● **ASSIGNED TASK**
For every line that contains the string "ClusterRoleBinding", pull that line out of the material below.

● **PROVIDED DATA**
=======
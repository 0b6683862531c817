use std::collections::HashSet;
use std::sync::Arc;
use std::time::Duration;

use k8s_openapi::api::rbac::v1::{ClusterRole, ClusterRoleBinding};
use tokio::sync::mpsc;

use crate::auth_cache::{AuthCache, ReviewRequest};
use crate::reviewer::Reviewer;
use crate::selector::LabelSelector;
use crate::store::{LastSyncResourceVersioner, Store};
use crate::types::{TargetResource, UserInfo};
use crate::watcher::{ConvertResource, WatchEvent};

/// Binds an AuthCache to a concrete resource kind: the cache decides which
/// names a user may see, this layer materializes them from the kind's lister.
pub struct ResourceCache<T: TargetResource> {
    store: Arc<Store<T>>,
    auth_cache: Arc<AuthCache>,
}

impl<T: TargetResource> ResourceCache<T> {
    pub fn new(
        reviewer: Arc<dyn Reviewer>,
        store: Arc<Store<T>>,
        cluster_roles: Arc<Store<ClusterRole>>,
        cluster_role_bindings: Arc<Store<ClusterRoleBinding>>,
    ) -> Self {
        let target = store.clone();
        let list_requests: Box<dyn Fn() -> anyhow::Result<Vec<ReviewRequest>> + Send + Sync> =
            Box::new(move || {
                Ok(target
                    .list()
                    .iter()
                    .map(|obj| ReviewRequest::for_target(obj.name(), obj.resource_version()))
                    .collect())
            });

        let auth_cache = Arc::new(AuthCache::new(
            reviewer,
            cluster_roles,
            cluster_role_bindings,
            T::GROUP,
            T::RESOURCE,
            store.clone() as Arc<dyn LastSyncResourceVersioner>,
            list_requests,
        ));

        Self { store, auth_cache }
    }

    pub fn auth_cache(&self) -> &Arc<AuthCache> {
        &self.auth_cache
    }

    /// Objects visible to the user, filtered by label selector and sorted by
    /// name. Names that vanished from the lister since the last sync are
    /// silently skipped.
    pub fn list(&self, user: &UserInfo, selector: &LabelSelector) -> Vec<Arc<T>> {
        let names = self.auth_cache.list_names(&user.name, &user.groups);
        let mut items: Vec<Arc<T>> = names
            .iter()
            .filter_map(|name| self.store.get(name))
            .filter(|obj| selector.matches(obj.labels()))
            .collect();
        items.sort_by(|a, b| a.name().cmp(b.name()));
        items
    }

    pub fn get(&self, name: &str) -> Option<Arc<T>> {
        self.store.get(name)
    }

    /// The object for a name, or a metadata-only stand-in if it has already
    /// been deleted upstream.
    pub fn convert_resource(&self, name: &str) -> serde_json::Value {
        convert_from_store(&self.store, name)
    }

    /// Registers a filtered watch stream for this user.
    pub fn watch(
        &self,
        user: &UserInfo,
        allowed_names: HashSet<String>,
        include_all_existing: bool,
    ) -> mpsc::Receiver<WatchEvent> {
        let store = self.store.clone();
        let convert: ConvertResource = Box::new(move |name| convert_from_store(&store, name));
        self.auth_cache
            .watch(user, allowed_names, include_all_existing, convert)
    }

    /// Begins periodic cache synchronization.
    pub fn run(&self, period: Duration) -> tokio::task::JoinHandle<()> {
        self.auth_cache.clone().run(period)
    }
}

fn convert_from_store<T: TargetResource>(store: &Store<T>, name: &str) -> serde_json::Value {
    let value = match store.get(name) {
        Some(obj) => serde_json::to_value(obj.as_ref()),
        None => serde_json::to_value(T::synthetic(name)),
    };
    value.unwrap_or_else(|_| serde_json::json!({ "metadata": { "name": name } }))
}
use std::sync::Arc;

use k8s_openapi::api::rbac::v1::Subject;

use crate::rbac::Attributes;
use crate::subject_locator::{
    SubjectLocator, GROUP_KIND, RBAC_API_GROUP, SERVICE_ACCOUNT_KIND, USER_KIND,
};

pub const SERVICE_ACCOUNTS_GROUP: &str = "system:serviceaccounts";

/// The outcome of one access review: the users and groups that may `get` a
/// named resource. A non-empty evaluation error means the lists are partial
/// truth, which beats discarding them.
#[derive(Clone, Debug, Default, PartialEq)]
pub struct Review {
    users: Vec<String>,
    groups: Vec<String>,
    evaluation_error: Option<String>,
}

impl Review {
    pub fn users(&self) -> &[String] {
        &self.users
    }

    pub fn groups(&self) -> &[String] {
        &self.groups
    }

    pub fn evaluation_error(&self) -> Option<&str> {
        self.evaluation_error.as_deref()
    }
}

/// Performs access reviews for a resource by name.
pub trait Reviewer: Send + Sync {
    fn review(&self, group: &str, resource: &str, name: &str) -> Review;
}

pub struct SubjectAccessReviewer {
    subject_locator: Arc<dyn SubjectLocator>,
}

impl SubjectAccessReviewer {
    pub fn new(subject_locator: Arc<dyn SubjectLocator>) -> Self {
        Self { subject_locator }
    }
}

impl Reviewer for SubjectAccessReviewer {
    fn review(&self, group: &str, resource: &str, name: &str) -> Review {
        let attrs = Attributes::get_resource(group, resource, name);
        let (subjects, errors) = self.subject_locator.allowed_subjects(&attrs);
        let (users, groups) = subjects_to_users_and_groups(&subjects);
        Review {
            users,
            groups,
            evaluation_error: if errors.is_empty() {
                None
            } else {
                Some(errors.join("; "))
            },
        }
    }
}

/// Flattens RBAC subjects into user and group name lists.
///
/// A ServiceAccount subject becomes the synthetic user
/// `system:serviceaccount:<ns>:<name>` and contributes the serviceaccount
/// groups for its namespace.
pub fn subjects_to_users_and_groups(subjects: &[Subject]) -> (Vec<String>, Vec<String>) {
    let mut users = Vec::new();
    let mut groups = Vec::new();

    for subject in subjects {
        let api_group = subject.api_group.as_deref().unwrap_or_default();
        match subject.kind.as_str() {
            USER_KIND if api_group == RBAC_API_GROUP => users.push(subject.name.clone()),
            GROUP_KIND if api_group == RBAC_API_GROUP => groups.push(subject.name.clone()),
            SERVICE_ACCOUNT_KIND if api_group.is_empty() => {
                let Some(namespace) = subject.namespace.as_deref().filter(|ns| !ns.is_empty())
                else {
                    continue;
                };
                users.push(format!(
                    "system:serviceaccount:{}:{}",
                    namespace, subject.name
                ));
                groups.push(SERVICE_ACCOUNTS_GROUP.to_string());
                groups.push(format!("{}:{}", SERVICE_ACCOUNTS_GROUP, namespace));
            }
            _ => {}
        }
    }

    (users, groups)
}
=======
● **SOLUTION FOR THIS EXERCISE**
use k8s_openapi::api::rbac::v1::{ClusterRole, ClusterRoleBinding};
        cluster_role_bindings: Arc<Store<ClusterRoleBinding>>,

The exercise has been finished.